EXERCISE DIRECTIONS: Set down the lines of the data exactly, starting at the first and stopping after the line containing "a stored file.".

Collected data:
┄┄┄┄┄┄┄┄┄┄

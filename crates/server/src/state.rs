use std::sync::atomic::{AtomicBool, Ordering};
use std::sync::Arc;

use doctrans_core::{Config, SanitizedConfig, TaskRunner};

/// Shared application state
pub struct AppState {
    config: Config,
    runner: Arc<TaskRunner>,
    shutting_down: AtomicBool,
}

impl AppState {
    pub fn new(config: Config, runner: Arc<TaskRunner>) -> Self {
        Self {
            config,
            runner,
            shutting_down: AtomicBool::new(false),
        }
    }

    pub fn runner(&self) -> &Arc<TaskRunner> {
        &self.runner
    }

    pub fn sanitized_config(&self) -> SanitizedConfig {
        SanitizedConfig::from(&self.config)
    }

    /// Ready until shutdown starts.
    pub fn is_ready(&self) -> bool {
        !self.shutting_down.load(Ordering::SeqCst)
    }

    pub fn begin_shutdown(&self) {
        self.shutting_down.store(true, Ordering::SeqCst);
    }
}
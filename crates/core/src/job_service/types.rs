//! Types for the job service module.

use serde::{Deserialize, Serialize};
use std::path::PathBuf;

use crate::translation::LanguagePair;

/// Task status as stored by the file translation service.
#[derive(Debug, Clone, Copy, PartialEq, Eq, Default, Serialize, Deserialize)]
#[serde(rename_all = "lowercase")]
pub enum TaskStatus {
    #[default]
    Initializing,
    Extracting,
    Translating,
    Saving,
    Completed,
    Error,
    Cancelled,
}

/// Detail for the `error` status.
#[derive(Debug, Clone, Copy, PartialEq, Eq, Default, Serialize, Deserialize)]
pub enum TaskSubstatus {
    #[default]
    Unspecified,
    BadFileError,
    UnknownFileTypeError,
    NoTextExtractedError,
    TranslationFailedError,
    UnknownError,
}

/// Category of a stored file.
#[derive(Debug, Clone, Copy, PartialEq, Eq, Serialize, Deserialize)]
pub enum FileCategory {
    Source,
    SourceConverted,
    Translated,
    TranslatedConverted,
}

impl FileCategory {
    pub fn as_str(&self) -> &'static str {
        match self {
            Self::Source => "Source",
            Self::SourceConverted => "SourceConverted",
            Self::Translated => "Translated",
            Self::TranslatedConverted => "TranslatedConverted",
        }
    }
}

/// A file attached to a task.
#[derive(Debug, Clone, PartialEq, Eq, Serialize, Deserialize)]
pub struct TaskFile {
    pub id: String,
    /// Category name; kept as text since the service knows more than we upload.
    pub category: String,
    /// Extension including the leading dot, e.g. ".txt".
    pub extension: String,
}

impl TaskFile {
    pub fn is_category(&self, category: FileCategory) -> bool {
        self.category == category.as_str()
    }

    /// Name the file is stored under locally, e.g. "Source.txt".
    pub fn storage_name(&self) -> String {
        format!("{}{}", self.category, self.extension)
    }
}

/// Task metadata as returned by `GET {url}/file/{task}`.
#[derive(Debug, Clone, PartialEq, Eq, Serialize, Deserialize)]
#[serde(rename_all = "camelCase")]
pub struct TaskMetadata {
    pub src_lang: String,
    pub trg_lang: String,
    #[serde(default)]
    pub domain: Option<String>,
    #[serde(default)]
    pub segments: usize,
    #[serde(default)]
    pub translated_segments: usize,
    #[serde(default)]
    pub status: TaskStatus,
    #[serde(default)]
    pub substatus: TaskSubstatus,
    #[serde(default)]
    pub files: Vec<TaskFile>,
}

impl TaskMetadata {
    pub fn languages(&self) -> LanguagePair {
        LanguagePair::new(&self.src_lang, &self.trg_lang)
    }

    /// Domain to translate in, if one was chosen.
    pub fn fixed_domain(&self) -> Option<String> {
        self.domain.clone().filter(|d| !d.trim().is_empty())
    }

    pub fn source_file(&self) -> Option<&TaskFile> {
        self.files.iter().find(|f| f.is_category(FileCategory::Source))
    }

    /// Merge `update` into this metadata.
    pub fn apply(&mut self, update: &MetadataUpdate) {
        if let Some(segments) = update.segments {
            self.segments = segments;
        }
        if let Some(translated) = update.translated_segments {
            self.translated_segments = translated;
        }
        if let Some(status) = update.status {
            self.status = status;
        }
        if let Some(substatus) = update.substatus {
            self.substatus = substatus;
        }
        if let Some(ref domain) = update.domain {
            self.domain = Some(domain.clone());
        }
    }

    /// Body of `PUT {url}/file/{task}`.
    pub fn to_payload(&self) -> MetadataPayload {
        MetadataPayload {
            segments: self.segments,
            translated_segments: self.translated_segments,
            status: self.status,
            substatus: self.substatus,
            domain: self.domain.clone(),
        }
    }
}

/// Full metadata update sent to the service.
#[derive(Debug, Clone, PartialEq, Eq, Serialize)]
#[serde(rename_all = "camelCase")]
pub struct MetadataPayload {
    pub segments: usize,
    pub translated_segments: usize,
    pub status: TaskStatus,
    pub substatus: TaskSubstatus,
    pub domain: Option<String>,
}

/// Partial update; unset fields keep their last known value.
#[derive(Debug, Clone, Default, PartialEq, Eq)]
pub struct MetadataUpdate {
    pub segments: Option<usize>,
    pub translated_segments: Option<usize>,
    pub status: Option<TaskStatus>,
    pub substatus: Option<TaskSubstatus>,
    pub domain: Option<String>,
}

impl MetadataUpdate {
    pub fn status(status: TaskStatus) -> Self {
        Self {
            status: Some(status),
            ..Default::default()
        }
    }

    pub fn error(substatus: TaskSubstatus) -> Self {
        Self {
            status: Some(TaskStatus::Error),
            substatus: Some(substatus),
            ..Default::default()
        }
    }

    pub fn with_translated_segments(mut self, translated: usize) -> Self {
        self.translated_segments = Some(translated);
        self
    }

    pub fn with_segments(mut self, segments: usize) -> Self {
        self.segments = Some(segments);
        self
    }

    pub fn with_domain(mut self, domain: impl Into<String>) -> Self {
        self.domain = Some(domain.into());
        self
    }

    pub fn is_empty(&self) -> bool {
        self == &Self::default()
    }
}

/// A source file saved locally.
#[derive(Debug, Clone, PartialEq, Eq)]
pub struct DownloadedFile {
    pub path: PathBuf,
    /// File name, e.g. "Source.txt".
    pub storage_name: String,
}

#[cfg(test)]
mod tests {
    use super::*;
    use serde_json::json;

    fn metadata() -> TaskMetadata {
        serde_json::from_value(json!({
            "srcLang": "en",
            "trgLang": "lv",
            "domain": null,
            "segments": 0,
            "translatedSegments": 0,
            "status": "initializing",
            "substatus": "Unspecified",
            "files": [
                { "id": "f1", "category": "Source", "extension": ".txt" },
                { "id": "f2", "category": "UnknownWordFile", "extension": ".doc" }
            ]
        }))
        .unwrap()
    }

    #[test]
    fn test_deserialize_metadata() {
        let meta = metadata();
        assert_eq!(meta.languages(), LanguagePair::new("en", "lv"));
        assert_eq!(meta.status, TaskStatus::Initializing);
        assert_eq!(meta.source_file().unwrap().storage_name(), "Source.txt");
        assert_eq!(meta.fixed_domain(), None);
    }

    #[test]
    fn test_apply_keeps_unset_fields() {
        let mut meta = metadata();
        meta.apply(&MetadataUpdate::status(TaskStatus::Translating).with_segments(12));
        meta.apply(&MetadataUpdate::default().with_translated_segments(5).with_domain("legal"));

        let payload = serde_json::to_value(meta.to_payload()).unwrap();
        assert_eq!(
            payload,
            json!({
                "segments": 12,
                "translatedSegments": 5,
                "status": "translating",
                "substatus": "Unspecified",
                "domain": "legal"
            })
        );
    }

    #[test]
    fn test_error_update() {
        let update = MetadataUpdate::error(TaskSubstatus::NoTextExtractedError);
        assert_eq!(update.status, Some(TaskStatus::Error));
        assert!(!update.is_empty());
        assert!(MetadataUpdate::default().is_empty());
        assert_eq!(
            serde_json::to_value(TaskSubstatus::NoTextExtractedError).unwrap(),
            "NoTextExtractedError"
        );
    }
}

┄┄┄┄┄┄┄┄┄┄

ANSWER SPACE:
filename crates/server/src/state.rs
use std::sync::atomic::{AtomicBool, Ordering};
use std::sync::Arc;

use doctrans_core::{Config, SanitizedConfig, TaskRunner};

/// Shared application state
pub struct AppState {
    config: Config,
    runner: Arc<TaskRunner>,
    shutting_down: AtomicBool,
}

impl AppState {
    pub fn new(config: Config, runner: Arc<TaskRunner>) -> Self {
        Self {
            config,
            runner,
            shutting_down: AtomicBool::new(false),
        }
    }

    pub fn runner(&self) -> &Arc<TaskRunner> {
        &self.runner
    }

    pub fn sanitized_config(&self) -> SanitizedConfig {
        SanitizedConfig::from(&self.config)
    }

    /// Ready until shutdown starts.
    pub fn is_ready(&self) -> bool {
        !self.shutting_down.load(Ordering::SeqCst)
    }

    pub fn begin_shutdown(&self) {
        self.shutting_down.store(true, Ordering::SeqCst);
    }
}
filename crates/core/src/job_service/types.rs
//! Types for the job service module.

use serde::{Deserialize, Serialize};
use std::path::PathBuf;

use crate::translation::LanguagePair;

/// Task status as stored by the file translation service.
#[derive(Debug, Clone, Copy, PartialEq, Eq, Default, Serialize, Deserialize)]
#[serde(rename_all = "lowercase")]
pub enum TaskStatus {
    #[default]
    Initializing,
    Extracting,
    Translating,
    Saving,
    Completed,
    Error,
    Cancelled,
}

/// Detail for the `error` status.
#[derive(Debug, Clone, Copy, PartialEq, Eq, Default, Serialize, Deserialize)]
pub enum TaskSubstatus {
    #[default]
    Unspecified,
    BadFileError,
    UnknownFileTypeError,
    NoTextExtractedError,
    TranslationFailedError,
    UnknownError,
}

/// Category of a stored file.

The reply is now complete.